With the facebookization (sorry Mark) people craft, adopt or simply expose a lifestyle through things they like, share, comment etc. And I was thinking that brands could play a bigger role in feeding that purpose.

Of course, there is the transfer between brand values and the end user, ie: CoKe is happiness, if I drink Coke I feel happy… But from a broader perspective… How can brand provide users with stories that will give them the impression that the brand initiated them to a better lifestyle?

The new advertising: from USP to Unique Business Proposition

I’m really happy by reading marketing pioneers like Bogusky or Michael Porter for HBR coming with this notion that capitalism needs to be reinvented. All this inspires me in the concept I’m trying to foster about “connection marketing”.

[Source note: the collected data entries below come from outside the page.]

//! 选课、支付跳转与 "我的课程"

use log::info;

use crate::cache::keys;
use crate::context::AppContext;
use crate::error::ApiResult;
use crate::request::HttpClient;
use coursehub_shared::protocol::{CreateCheckoutRequest, EnrollRequest, MyCourses, MyCoursesRequest};
use coursehub_shared::Course;

/// 支付返回时携带的查询参数名
pub const PAYMENT_QUERY_PARAM: &str = "payment";

#[derive(Debug, Clone, PartialEq, Eq)]
pub enum EnrollOutcome {
    /// 免费课程，已直接选课
    Enrolled,
    /// 付费课程，需要跳转到外部支付页面
    Checkout { url: String },
}

#[derive(Debug, Clone, Copy, PartialEq, Eq)]
pub enum PaymentReturn {
    Success,
    Cancelled,
}

impl PaymentReturn {
    /// 从 `?a=b&payment=success` 形式的查询串中读取支付结果
    pub fn from_query(query: &str) -> Option<Self> {
        query
            .trim_start_matches('?')
            .split('&')
            .filter_map(|pair| pair.split_once('='))
            .find(|(name, _)| *name == PAYMENT_QUERY_PARAM)
            .and_then(|(_, value)| match value {
                "success" => Some(PaymentReturn::Success),
                "cancelled" => Some(PaymentReturn::Cancelled),
                _ => None,
            })
    }

    /// 从路径（含查询串）中读取
    pub fn from_path(path: &str) -> Option<Self> {
        path.split_once('?')
            .and_then(|(_, query)| Self::from_query(query))
    }
}

/// 去掉路径中的支付参数，其余参数保持原顺序
pub fn strip_payment_flag(path: &str) -> String {
    let Some((base, query)) = path.split_once('?') else {
        return path.to_string();
    };
    let rest: Vec<&str> = query
        .split('&')
        .filter(|pair| {
            !pair.is_empty() && pair.split('=').next() != Some(PAYMENT_QUERY_PARAM)
        })
        .collect();
    if rest.is_empty() {
        base.to_string()
    } else {
        format!("{}?{}", base, rest.join("&"))
    }
}

impl<C: HttpClient + 'static> AppContext<C> {
    /// 免费课程直接选课；付费课程创建支付会话并返回跳转地址
    pub async fn enroll(&self, course: &Course) -> ApiResult<EnrollOutcome> {
        let user = self.session.require_user()?;

        if !course.is_free() {
            let session = self
                .api
                .send(&CreateCheckoutRequest {
                    course_id: course.id.clone(),
                })
                .await
                .map_err(|e| e.in_op_with("enrollment.checkout", course.id.clone()))?;
            info!("checkout started for course {}", course.id);
            return Ok(EnrollOutcome::Checkout {
                url: session.checkout_url,
            });
        }

        self.api
            .send(&EnrollRequest {
                course_id: course.id.clone(),
            })
            .await
            .map_err(|e| e.in_op_with("enrollment.enroll", course.id.clone()))?;
        self.invalidate_enrollment(&course.id, &user.id);
        info!("enrolled {} in free course {}", user.id, course.id);
        Ok(EnrollOutcome::Enrolled)
    }

    /// 处理支付返回
    ///
    /// 返回支付结果与去掉参数后的路径；界面应使用该路径替换当前地址。
    /// 成功时选课相关缓存失效，下一次请求会得到最新状态。
    pub fn handle_payment_return(&self, course_id: &str, path: &str) -> (Option<PaymentReturn>, String) {
        let outcome = PaymentReturn::from_path(path);
        if outcome == Some(PaymentReturn::Success) {
            if let Some(user) = self.session.user() {
                self.invalidate_enrollment(course_id, &user.id);
            }
            info!("payment confirmed for course {}", course_id);
        }
        (outcome, strip_payment_flag(path))
    }

    pub async fn my_courses(&self) -> ApiResult<MyCourses> {
        let user = self.session.require_user()?;
        let api = self.api.clone();
        self.cache
            .get_as(&keys::my_courses(&user.id), move || async move {
                api.send(&MyCoursesRequest).await
            })
            .await
            .map_err(|e| e.in_op("enrollment.my_courses"))
    }

    fn invalidate_enrollment(&self, course_id: &str, user_id: &str) {
        self.cache.clear(&keys::enrollment(course_id, user_id));
        self.cache.clear(&keys::my_courses(user_id));
        self.cache.clear(&keys::progress_stats(user_id));
    }
}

Behaviors changed fast in the last 10 years and relationships between brands and people have evolved to this point that we all ask ourselves what’s next? Web 2.0 and CSR were just starters of a bigger phenomenon that I feel see rising. Social media have opened a new relationship with brands that blurs the line with businesses. People don’t believe in a communication message anymore, their trust in companies diminishes. The economic crisis in 2009 didn’t help – it highlighted how big the disconnect was between people and companies.

How can a brand achieve the reconciliation between society + people + corporate performance?

Question of value is central in here – and finding ways to create a value that means something to people and corporations is certainly a good start. Marketing isn’t being done at the end of the process but instead as a starter of the process. People aren’t at the end but at the early stages – much closer to innovation departments.

Why brands are being disconnected to the business?

Today’s brands are made to benefit only to the company – they are created in isolation to the business and the money that paid for it. There is room to invent a new type of branding where the brand is a new way of doing business – with no in-between process that turns a business to a multi-brands. People have read through that filter – they don’t ask Nestle questions about KitKat they ask about Nestle. They don’t come to the Prius page if there is something wrong – they go the Toyota page.

What is a Unique Business Proposition?

This is the value that your business brings back to its people. Value can be perceived from different POVs: money, time saving, education, entertaining…

The perceived value of the product manufactured can’t be expected to be (re) created by advertising outside of the core business process. Brands are a capital that is shrinking by not being acknowledged by consumers as they used to – so companies are loosing value on paper.

A value that needs to be compensated by rethinking what capital means for a business. Because maybe having more customers by innovating in the way you do business and paying less for advertising is a bigger capital for your company compared to the “old” fashion (eg. Paying for creating brands and brands and finance their promotion to people through advertising). The long-term success is something that more shareholders should look at and question.

What if your brand was your business?

You could invent a business that meets society’s broader challenges. Markets are shifting: local-international scales keep being mixed in our communication strategies. If you don’t elevate the game soon and stop doing business based on short-term result, some new countries will emerge and provide your consumers with better solutions. There is room for making a difference now. Why not trying to go outside of the boundaries we are told to fit in?

When business = brand = advertising

If your story is aligned from A to Z then you give people a story to tell and they can support your business growth. What is the difference with buying media? At the end of the day, your business creates value monetary and for the society, isn’t this better? People know why they give you their money instead of giving it to their competitor and you become a no-brainer, and then you can grow your business or start a new one.

Defining tomorrow’s brand it’s about defining tomorrow’s businesses,  have a look at what the new “agency” could look like IDEO or COMMON.